Thanks in advance for your feedback
I tried the version with disabled video metadata support in Exiv2 shared library that you just posted.
It allows me to import all of the video files! Success! However they all appear to be gray boxes with no thumbnails. Perhaps this is a separate issue?
I recommend to stop digiKam and drop the thumbnail-digikam.db file and restart it.
Force to rebuild thumbnails with F5 key when you are in album with video. This fix the problem ?
I had Digi closed deleted the thumbnail-digikam.db and started Digi. I hit F5 and it rebuild the thumbnails in a few mins. Everything flashed and then still only gray video boxes.
I suspect a possible ffmpeg codec missing for your video.
Can you share some video sample through the cloud to reproduce the problem ?

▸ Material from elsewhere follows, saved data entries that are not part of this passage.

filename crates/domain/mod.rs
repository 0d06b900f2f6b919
pub mod clock;
pub mod entities;
pub mod repositories;
pub mod value_objects;
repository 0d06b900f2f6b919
use anyhow::Result;
use async_trait::async_trait;
use mockall::automock;
use uuid::Uuid;

use crate::domain::entities::plans::PlanEntity;

#[automock]
#[async_trait]
pub trait PlanRepository {
    async fn find_by_id(&self, plan_id: Uuid) -> Result<Option<PlanEntity>>;
}
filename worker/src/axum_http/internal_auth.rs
use std::sync::Arc;

use axum::{
    extract::{Request, State},
    http::{HeaderMap, StatusCode, header::AUTHORIZATION},
    middleware::Next,
    response::{IntoResponse, Response},
};
use subtle::ConstantTimeEq;
use tracing::warn;

#[derive(Clone)]
pub struct InternalAuth {
    token: Option<Arc<str>>,
}

impl InternalAuth {
    pub fn new(token: Option<String>) -> Self {
        Self {
            token: token.map(Arc::from),
        }
    }
}

pub async fn require_internal_token(
    State(auth): State<InternalAuth>,
    request: Request,
    next: Next,
) -> Response {
    let Some(expected_token) = auth.token.as_deref() else {
        return (
            StatusCode::SERVICE_UNAVAILABLE,
            "internal api token is not configured",
        )
            .into_response();
    };

    if let Err(status) = authorize_bearer(request.headers(), expected_token) {
        warn!(path = %request.uri().path(), "internal api: rejected request");
        return (status, "unauthorized").into_response();
    }

    next.run(request).await
}

fn authorize_bearer(headers: &HeaderMap, expected_token: &str) -> Result<(), StatusCode> {
    let auth = headers
        .get(AUTHORIZATION)
        .and_then(|v| v.to_str().ok())
        .ok_or(StatusCode::UNAUTHORIZED)?;

    let token = auth
        .strip_prefix("Bearer ")
        .ok_or(StatusCode::UNAUTHORIZED)?;

    if tokens_match(token, expected_token) {
        Ok(())
    } else {
        Err(StatusCode::UNAUTHORIZED)
    }
}

fn tokens_match(given: &str, expected: &str) -> bool {
    let (given, expected) = (given.as_bytes(), expected.as_bytes());
    given.len() == expected.len() && bool::from(given.ct_eq(expected))
}

#[cfg(test)]
mod tests {
    use super::*;
    use axum::http::HeaderValue;

    fn headers(value: &str) -> HeaderMap {
        let mut headers = HeaderMap::new();
        headers.insert(AUTHORIZATION, HeaderValue::from_str(value).unwrap());
        headers
    }

    #[test]
    fn accepts_matching_bearer() {
        assert!(authorize_bearer(&headers("Bearer s3cret"), "s3cret").is_ok());
    }

    #[test]
    fn rejects_other_schemes_and_tokens() {
        assert_eq!(
            authorize_bearer(&headers("Basic s3cret"), "s3cret"),
            Err(StatusCode::UNAUTHORIZED)
        );
        assert_eq!(
            authorize_bearer(&headers("Bearer nope"), "s3cret"),
            Err(StatusCode::UNAUTHORIZED)
        );
        assert_eq!(
            authorize_bearer(&HeaderMap::new(), "s3cret"),
            Err(StatusCode::UNAUTHORIZED)
        );
    }

    #[test]
    fn token_comparison_needs_exact_bytes() {
        assert!(tokens_match("s3cret", "s3cret"));
        assert!(!tokens_match("s3cre", "s3cret"));
        assert!(!tokens_match("s3cret!", "s3cret"));
        assert!(!tokens_match("S3cret", "s3cret"));
        assert!(!tokens_match("", "s3cret"));
    }
}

Can you install debugview program and run digiKam to press F5 in a video album ? debugview will capture all debug statements from digiKam. Se this page for details :
These are the codecs I have installed: https://www.codecguide.com/download_kl.htm
The mega version and updated.
I will look into sharing some video sample through the cloud to reproduce the problem. However I believe it is a shear numbers problem as sometimes a few thumbnails load, even up to 20-30 videos show thumbnails. As soon as I scroll, they flip back to gray. Not a particular video in the group that is causing the issue.
Here is the output from debugview:
I edited path name and video locations for privacy reasons. Also this is a snip it of starting digi cam, with thumbnail data base removed, and after hitting F5. For each video file it simply repeats making a very large file where the only thing different is the file name.
Let me know if you have trouble viewing that pastebin and I will copy the text here.
No. Your codecs that you have installed are not used by digiKam
We compile ffmpeg codecs for QtAV player used in digiKam.
This kind of error is explicit :
avcore\npsm\localprovider\baseprovider\lib\baseprovider.cpp(604)\NPSMDesktopProvider.dll!00007FFA59332140: (caller: 00007FFA593326E5) ReturnHr(497) tid(2de8) 80070490 Element not found.
It miss a codec for your video. avcore come from libav codecs into ffmpeg.
Which kind of video type you use exactly ?
The file video file types are various, avi, flv, mov, mp4, wmv, and more... A big mix.
Sorry, I do have those errors as well, I thought they were part of a different problem I am having with Oculus Rift cameras because they occur at about the same time.
00000351 2.07417393  avcore\npsm\localprovider\baseprovider\lib\baseprovider.cpp(604)\NPSMDesktopProvider.dll!00007FFA59332140: (caller: 00007FFA593326E5) ReturnHr(495) tid(2de8) 80070490 Element not found.
00000352 2.07450104  shell\explorer\taskband2\taskband2.cpp(4148)\explorer.exe!00007FF6BC80792A: (caller: 00007FFA75E67DE3) ReturnHr(588) tid(2e28) 80004005 Unspecified error
00000353 5.56119251  shell\lib\bindctx.cpp(128)\explorerframe.dll!00007FFA3647F200: (caller: 00007FFA364A24EA) ReturnHr(21) tid(828) 80070057 The parameter is incorrect.
00000354 5.56124878  shell\lib\bindctx.cpp(128)\explorerframe.dll!00007FFA3647F200: (caller: 00007FFA364A24EA) ReturnHr(22) tid(bf0) 80070057 The parameter is incorrect.
How do I ensure I have the codes installed correctly?
The codecs are in digiKam, included at compilation time.
There is no way for the moment to know which codecs are available. I know that only GPL2 licensed codecs are installed. No GPL3 and no patented codecs are compiled for legal reasons.
new 5.6.0 pre-release as bundle is available here :
Please check if this problem still reproducible with these versions.
Thanks in advance
digiKam 5.6.0 is now released and available as bundle for Linux, MacOS and Windows.
Can you check if problem still exists with this version ?
Thanks in advance
New digiKam 5.7.0 are built with current implementation as pre-release bundles:
Problem still reproducible ?
With 6.0.0, we have now a FFMpeg low level metadata parser based on libav C API for video files database registration.
The Exiv2 video support is not used anymore as this code is buggous and nobody sound motivated in Exiv2 to finalize the code.
The original post for this file must be fixed now and video metadata support with ffmpeg must be enough to populate database entries.